From: W. Dale Hall on
Bacle wrote:
> Hi, everyone:
>
> If X,X' are m-dimensional manifolds, it seems clear that if X,X' are
> diffeomorphic, then their intersection forms Q_X and Q_X' are
> isomorphic/equivalent (as quadratic forms.)
>
> It seems clear that the converse is true, i.e., that we must have Q_X
> equivalent to Q_X' (i.e, if Q is a form over a module M .then there
> is a module isomomorphism h:M-->M' with Q_X(a,b)=
>
> Q_X(h(a),h(b))

In your opening statement, X and X' are m-dimensional manifolds.
Now, M is some module. How are you asserting this as any converse
of the former statement?

The converse would be "if Q_X and Q_X' are equivalent, then X and X'
are diffeomorphic. That statement is not true: it is surely possible
for two m-manifolds to have equivalent intersection forms yet be
of different homotopy types. A trivial way to do this is to take
X' = X U (some handles with no effect on middle-dimensional homology).
You can map X' to X by collapsing those handles.
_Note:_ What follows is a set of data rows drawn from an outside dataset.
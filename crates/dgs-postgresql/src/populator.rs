//! Concurrent table population.
//!
//! A fixed pool of workers walks the tables in dependency order. For every
//! table each worker repeats its planned number of batches: claim rows from
//! the table's remaining budget, generate them, write them in one statement,
//! then refresh the ref cache from the written batch. All workers meet at a
//! barrier after each table, so a dependent table only starts once every
//! batch of the tables it references has been written.

use crate::error::{PopulateError, StatementError};
use crate::insert::{build_insert, max_rows_per_statement, InsertMode};
use crate::planner::{plan, Plan};
use crate::store::{Session, Store};
use dgs_core::{Config, Table, Value};
use dgs_generator::{RefCache, RowGenerator};
use parking_lot::Mutex;
use std::sync::Arc;
use std::time::{Duration, Instant};
use tokio::sync::Barrier;
use tokio::task::JoinSet;
use tracing::{debug, info, info_span, warn, Instrument};

/// Default rows per statement.
pub const DEFAULT_BATCH_SIZE: u64 = 10_000;

/// Default number of workers.
pub const DEFAULT_WORKERS: usize = 4;

/// Default timeout for a single write.
pub const DEFAULT_WRITE_TIMEOUT: Duration = Duration::from_secs(10);

/// Runtime options for a population run.
#[derive(Debug, Clone)]
pub struct PopulateOptions {
    pub workers: usize,
    pub batch_size: u64,
    pub mode: InsertMode,
    pub write_timeout: Duration,
    /// Seed for reproducible values; worker `i` uses `seed + i`
    pub seed: Option<u64>,
}

impl Default for PopulateOptions {
    fn default() -> Self {
        Self {
            workers: DEFAULT_WORKERS,
            batch_size: DEFAULT_BATCH_SIZE,
            mode: InsertMode::default(),
            write_timeout: DEFAULT_WRITE_TIMEOUT,
            seed: None,
        }
    }
}

/// Lifecycle of a run.
#[derive(Debug, Clone, Copy, PartialEq, Eq)]
pub enum Phase {
    Idle,
    Planning,
    Running,
    Completed,
    Failed,
}

/// Outcome for one table.
#[derive(Debug, Clone)]
pub struct TableReport {
    pub table: String,
    pub plan: Plan,
    pub rows_written: u64,
    pub batch_count: u64,
    pub duration: Duration,
}

/// Outcome of a run.
#[derive(Debug, Clone, Default)]
pub struct PopulateReport {
    pub tables: Vec<TableReport>,
    pub total_duration: Duration,
}

impl PopulateReport {
    /// Rows written across all tables.
    pub fn rows_written(&self) -> u64 {
        self.tables.iter().map(|t| t.rows_written).sum()
    }

    /// Calculate rows per second.
    pub fn rows_per_second(&self) -> f64 {
        if self.total_duration.as_secs_f64() > 0.0 {
            self.rows_written() as f64 / self.total_duration.as_secs_f64()
        } else {
            0.0
        }
    }

    /// Report for a table by name.
    pub fn table(&self, name: &str) -> Option<&TableReport> {
        self.tables.iter().find(|t| t.table == name)
    }
}

#[derive(Debug, Default)]
struct Progress {
    claimed: u64,
    written: u64,
    batches: u64,
    started: Option<Instant>,
    finished: Option<Instant>,
}

/// State shared by every worker of a run.
struct Shared<S> {
    store: Arc<S>,
    config: Arc<Config>,
    plans: Vec<Plan>,
    options: PopulateOptions,
    refs: Arc<RefCache>,
    progress: Mutex<Vec<Progress>>,
    barrier: Barrier,
}

impl<S> Shared<S> {
    /// Reserve up to `batch` rows of table `idx`; 0 once the budget is spent.
    fn claim(&self, idx: usize, batch: u64, rows: u64) -> u64 {
        let mut progress = self.progress.lock();
        let p = &mut progress[idx];
        let n = batch.min(rows.saturating_sub(p.claimed));
        p.claimed += n;
        n
    }

    fn record_write(&self, idx: usize, rows: u64) {
        let mut progress = self.progress.lock();
        progress[idx].written += rows;
        progress[idx].batches += 1;
    }
}

/// Generates and writes every table of a config.
pub struct Populator<S: Store> {
    store: Arc<S>,
    config: Arc<Config>,
    options: PopulateOptions,
    refs: Arc<RefCache>,
    phase: Mutex<Phase>,
}

impl<S: Store + 'static> Populator<S> {
    pub fn new(store: Arc<S>, config: Arc<Config>, options: PopulateOptions) -> Self {
        Self {
            store,
            config,
            options,
            refs: Arc::new(RefCache::new()),
            phase: Mutex::new(Phase::Idle),
        }
    }

    /// Current lifecycle phase.
    pub fn phase(&self) -> Phase {
        *self.phase.lock()
    }

    fn set_phase(&self, phase: Phase) {
        debug!("Populator phase: {:?}", phase);
        *self.phase.lock() = phase;
    }

    /// Run to completion.
    pub async fn run(&self) -> Result<PopulateReport, PopulateError> {
        let result = self.run_inner().await;
        self.set_phase(if result.is_ok() {
            Phase::Completed
        } else {
            Phase::Failed
        });
        result
    }

    async fn run_inner(&self) -> Result<PopulateReport, PopulateError> {
        let start_time = Instant::now();
        let workers = self.options.workers.max(1);

        self.set_phase(Phase::Planning);
        let mut plans = Vec::with_capacity(self.config.tables().len());
        for table in self.config.tables() {
            let p = self.plan_table(table, workers)?;
            info!(
                "Planned table '{}': {} rows, {} workers x {} batches of {}",
                table.name, table.rows, workers, p.times, p.batch
            );
            plans.push(p);
        }

        self.prefetch_external_refs().await?;

        self.set_phase(Phase::Running);
        let shared = Arc::new(Shared {
            store: Arc::clone(&self.store),
            config: Arc::clone(&self.config),
            plans,
            options: self.options.clone(),
            refs: Arc::clone(&self.refs),
            progress: Mutex::new(
                (0..self.config.tables().len())
                    .map(|_| Progress::default())
                    .collect(),
            ),
            barrier: Barrier::new(workers),
        });

        let mut set = JoinSet::new();
        for id in 0..workers {
            let shared = Arc::clone(&shared);
            set.spawn(run_worker(shared, id).instrument(info_span!("worker", id)));
        }

        while let Some(joined) = set.join_next().await {
            match joined {
                Ok(Ok(())) => {}
                Ok(Err(e)) => {
                    set.abort_all();
                    return Err(e);
                }
                Err(e) => {
                    set.abort_all();
                    return Err(PopulateError::Join(e));
                }
            }
        }

        let report = {
            let progress = shared.progress.lock();
            PopulateReport {
                tables: self
                    .config
                    .tables()
                    .iter()
                    .zip(progress.iter())
                    .zip(shared.plans.iter())
                    .map(|((table, p), plan)| TableReport {
                        table: table.name.clone(),
                        plan: *plan,
                        rows_written: p.written,
                        batch_count: p.batches,
                        duration: match (p.started, p.finished) {
                            (Some(s), Some(f)) => f.saturating_duration_since(s),
                            _ => Duration::ZERO,
                        },
                    })
                    .collect(),
                total_duration: start_time.elapsed(),
            }
        };

        for t in &report.tables {
            info!(
                "Table '{}': {} rows in {} batches ({:?})",
                t.table, t.rows_written, t.batch_count, t.duration
            );
        }
        info!(
            "Population complete: {} rows in {:?} ({:.2} rows/sec)",
            report.rows_written(),
            report.total_duration,
            report.rows_per_second()
        );

        Ok(report)
    }

    /// Plan one table with its batch capped at the statement parameter limit.
    fn plan_table(&self, table: &Table, workers: usize) -> Result<Plan, PopulateError> {
        if table.rows > 0 && table.columns.is_empty() {
            return Err(StatementError::NoColumns(table.name.clone()).into());
        }

        let limit = max_rows_per_statement(table.columns.len());
        let batch_size = if self.options.batch_size > limit {
            warn!(
                "Table '{}' has {} columns; lowering batch from {} to {} rows",
                table.name,
                table.columns.len(),
                self.options.batch_size,
                limit
            );
            limit
        } else {
            self.options.batch_size
        };

        Ok(plan(table.rows, batch_size, workers as u64))
    }

    /// Fill pools for ref targets outside the config from the database.
    async fn prefetch_external_refs(&self) -> Result<(), PopulateError> {
        let targets = self.config.external_refs();
        if targets.is_empty() {
            return Ok(());
        }

        let mut session = self.store.acquire().await?;
        let limit = Value::Int(self.options.batch_size.max(1) as i64);

        for target in targets {
            let sql = format!(
                "SELECT {}::TEXT FROM {} ORDER BY random() LIMIT $1",
                target.column, target.table
            );
            let rows = session.query(&sql, &[&limit]).await?;
            let values: Vec<Value> = rows.into_iter().filter_map(|r| r.into_iter().next()).collect();

            if values.is_empty() {
                warn!("No existing values for external ref '{}'", target);
            } else {
                info!("Loaded {} values for external ref '{}'", values.len(), target);
            }
            self.refs.store(target.key(), values);
        }

        Ok(())
    }
}

async fn run_worker<S: Store>(shared: Arc<Shared<S>>, id: usize) -> Result<(), PopulateError> {
    let mut generator = match shared.options.seed {
        Some(seed) => RowGenerator::new(Arc::clone(&shared.refs), seed.wrapping_add(id as u64)),
        None => RowGenerator::from_os_rng(Arc::clone(&shared.refs)),
    };
    let mut session: Option<Box<dyn Session>> = None;
    let config = Arc::clone(&shared.config);

    for (idx, table) in config.tables().iter().enumerate() {
        {
            let mut progress = shared.progress.lock();
            progress[idx].started.get_or_insert_with(Instant::now);
        }

        populate_table(&shared, idx, table, &mut generator, &mut session)
            .await
            .map_err(|e| PopulateError::Worker {
                worker: id,
                table: table.name.clone(),
                source: Box::new(e),
            })?;

        if shared.barrier.wait().await.is_leader() {
            let mut progress = shared.progress.lock();
            progress[idx].finished = Some(Instant::now());
        }
    }

    debug!("Worker finished");
    Ok(())
}

async fn populate_table<S: Store>(
    shared: &Shared<S>,
    idx: usize,
    table: &Table,
    generator: &mut RowGenerator,
    session: &mut Option<Box<dyn Session>>,
) -> Result<(), PopulateError> {
    let plan = shared.plans[idx];
    let columns = table.column_names();

    for _ in 0..plan.times {
        let n = shared.claim(idx, plan.batch, table.rows);
        if n == 0 {
            break;
        }

        let rows = generator.rows(table, n as usize)?;
        let statement = build_insert(&table.name, &columns, &rows, shared.options.mode)?;

        let active = match session.take() {
            Some(s) => s,
            None => shared.store.acquire().await?,
        };
        session
            .insert(active)
            .exec(&statement.sql, &statement.args, shared.options.write_timeout)
            .await?;

        shared.refs.refresh(table, &rows);
        shared.record_write(idx, n);
        debug!("Wrote {} rows to '{}'", n, table.name);
    }

    Ok(())
}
For example, take X = CP^2, X' = CP^2 # S^1 x S^3, the connected sum,
and map X' ---> X by collapsing the S^1 x S^3 to a point. The homology
and cohomology in dimension 2 are preserved, and so you get equivalent
intersection pairings.

>
> Could someone please point me towards an argument to show that we
> must have Q_X~Q_X' for M and M' to be diffeomorphic.?
>
> Thanks.

The intersection pairing for an oriented 2n-dimensional manifold M is a
homomorphism

. : H_n(M) (x) H_n(M) ---> H_0(M)

and can be computed by commutativity of this diagram:
.
H_n(M) (x) H_n(M) -------> H_0(M)
| |
Poincare| |Poincare
Duality | |Duality
| |
v cup v
H^n(M) (x) H^n(M) ---------> H^n(M)

Note that everything here is homotopy-invariant. A homotopy-
equivalence would preserve this diagram, and since a diffeomorphism
is (in particular) a homotopy-equivalence, you've got the
equivalence of pairings you were looking for.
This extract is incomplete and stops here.